Monsignor Sigalini: le norme per i presbiteri che seguono l’Azione Cattolica per percorsi di santità
Monsignor Sigalini: le norme per i presbiteri che seguono l’Azione Cattolica per percorsi di santità
Monsignor Sigalini: le norme per i presbiteri che seguono l’Azione Cattolica per percorsi di santità
Monsignor Sigalini: le norme per i presbiteri che seguono l’Azione Cattolica per percorsi di santità
Monsignor Sigalini: le norme per i presbiteri che seguono l’Azione Cattolica per percorsi di santità

Il progetto educativo dell’Azione Cattolica è questo, è conformarsi a Cristo non attraverso grandi proclami, anche liturgici, ma attraverso la vita concreta, il mondo delle relazioni e delle aspirazioni

Presbiteri che seguono l’Azione Cattolica per percorsi di santità

1.    Il vangelo esige una assimilazione globale e  progressiva per tutta la vita.
Noi sappiamo e predichiamo spesso che il vangelo va accettato tutto, senza “se” e senza “ma”. Questa energia accolta lavora all’interno dell’uomo e tende ad invadere gradualmente tutta la sua vita. Per servire questa esigenza del vangelo la prassi pastorale deve assolutamente preoccuparsi di mettere in atto tirocini severi di vita cristiana. Purtroppo crediamo che da un annuncio forte derivi un cambiamento automatico della vita, una conversione; crediamo che il diventare cristiani  sia frutto di un colpo di fulmine, di un certo automatismo. Ci manca la  consapevolezza che per vivere da cristiani occorre creare percorsi che aiutano l’annuncio a farsi carne concreta nella vita di ragazzi, giovani, adulti. Diventano necessari percorsi formativi e non sono lezioni di catechismo. Qui trova la sua ragion d’essere l’Azione Cattolica. Un convertito, con il battesimo, entra nel circuito stesso della morte e della resurrezione di Cristo applicata a lui. Dopo il battesimo sente l’effetto della distruzione del male che lo possiede e che è contro Dio, ma rimangono in lui elementi dovuti all’abitudine, alla consuetudine col male che si superano gradualmente per poter giungere a dire: "Non sono più io che vivo, ma Cristo vive in me, la vita che conduco nella carne la vivo nella fede (Gal 2,20)”. Cristo vive in me, non vivo da solo, c’è in me la vitalità di Cristo. La vita che vivo nella concretezza di ogni giorno ha una apertura al Figlio di Dio capito e sentito nel massimo del suo amore. Il Figlio che mi amò e che diede se stesso per me deve entrare nella mente, nel cuore, nelle azioni, nei progetti, nelle paure e nelle sofferenze, nelle gioie e nelle tensioni  dell’uomo di oggi.
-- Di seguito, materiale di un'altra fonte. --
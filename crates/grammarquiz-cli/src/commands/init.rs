//! The `grammarquiz init` command.

use std::path::Path;

use anyhow::{Context, Result};

pub fn execute() -> Result<()> {
    let path = Path::new("grammarquiz.toml");
    if path.exists() {
        println!("grammarquiz.toml already exists, skipping.");
        return Ok(());
    }

    std::fs::write(path, SAMPLE_CONFIG).context("failed to write grammarquiz.toml")?;
    println!("Created grammarquiz.toml");

    println!("\nNext steps:");
    println!("  1. Run: grammarquiz topics");
    println!("  2. Run: grammarquiz play --topic articles");

    Ok(())
}

const SAMPLE_CONFIG: &str = r#"# grammarquiz configuration

# How long feedback stays on screen before the next question (milliseconds).
correct_delay_ms = 2000
wrong_delay_ms = 2500

# Ring the terminal bell on correct, wrong, and game-complete cues.
sound = true

# Topic used when `play` is run without --topic. See `grammarquiz topics`.
default_topic = "mixed"

# Uncomment for a repeatable question order.
# seed = 42
"#;

#[cfg(test)]
mod tests {
    use super::*;

    #[test]
    fn sample_config_parses() {
        let config: crate::config::QuizConfig = toml::from_str(SAMPLE_CONFIG).unwrap();
        assert_eq!(config, crate::config::QuizConfig::default());
    }
}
Tutta la vita deve essere compenetrata dalla fede, sempre aperta alla sua immedesimazione con Cristo. Se isoliamo una parte, questa va in cancrena. Qualunque aspetto della propria vita e della propria persona che fosse isolato dal Cristo morto e risorto risulterebbe necrotizzato. Tutti i settori dell’esistenza sono bisognosi di una purificazione e di una vitalizzazione progressiva.
L’assimilazione della fede non è rapida, ma progressiva, come una pianta robusta, una quercia che cresce. L’assimilazione a Gesù è complessa. Non si può dare un’etichetta cristologica dall’esterno, ma occorre pian piano, dall’interno, che Cristo si riveli nella fede.
L’educazione alla fede non avviene spontaneamente, ma deve essere servita da un progetto educativo, fatto di percorsi calibrati su ogni età e condizione
Il progetto educativo dell’Azione Cattolica è questo, è conformarsi a Cristo non attraverso grandi proclami, anche liturgici, ma attraverso la vita concreta, il mondo delle relazioni e delle aspirazioni, nei sogni di mondo nuovo e nelle delusioni provocate dalle fatiche e debolezze nostre, nelle scoperte di nuove forze, nuove possibilità che si percepiscono nella crescita e nella accettazione del dolore e del declino delle forze.
Il progetto per concretezza può essere riassunto in queste quattro qualità:
Forte decisione radicale per Gesù: l’interiorità, la spiritualità, la fede… Con questi ragazzi, con questi giovani, con questi adulti io prete devo continuare a mettere al centro Gesù, farli innamorare del vangelo. La pastorale nasconde ancora troppo la figura di Gesù, non lo mette al centro, lo dà per scontato. Si discute su tutto, si guarda a tutte le situazioni possibili, ma si lascia fuori Gesù. Specialisti della vita di Gesù, o meglio, innamorati di Gesù.
Costruzione di una fraternità fondata sul vangelo. E’ la scelta di Azione Cattolica di educare le persone nel tessuto di relazioni di una compagnia, un gruppo, una aggregazione, una amicizia. La forza del crescere assieme, non da isolati, ma da gente che partecipa e vive un legame di fede è fondamentale. Chi sta in AC non si fa mai i fatti suoi, ma condivide, segna il passo sul passo di tutti, trascina e  non va solo alla meta.
Ama la chiesa, questa chiesa con questi preti, con queste persone, queste tradizioni, queste difficoltà. Ne sogna una sempre più vicina al vangelo, ma la sogna dentro quella in cui vive e fa di tutto per realizzarla. Non si lega al campanile, ma si dedica a una chiesa. Non fa prevalere le appartenenze sociologiche, il giro di amici, i ricordi, i legami per le esperienze fatte, che pure sono un buon aiuto, ma continua a radicare tutto sulla Parola di Dio, nella fede.
Decide di vivere la sua vita cristiana nel territorio per annunciare e per servire. E’ missionario come tipo, come stile. E’ servo per vocazione. Vuole vivere la sua fede nel tessuto dei rapporti della quotidianità e dare al mondo il contributo della visione di fede per un futuro di giustizia e di pace per tutti. Sa impegnarsi per il bene comune. Gli interessa la vita della comunità umana e ne allarga sempre di più gli orizzonti.
Qui si concretizza e si distende tutta la capacità educativa dell’AC e la peculiare presenza del presbitero che orienta sempre ogni passo al confronto e ascolto della Parola di Dio.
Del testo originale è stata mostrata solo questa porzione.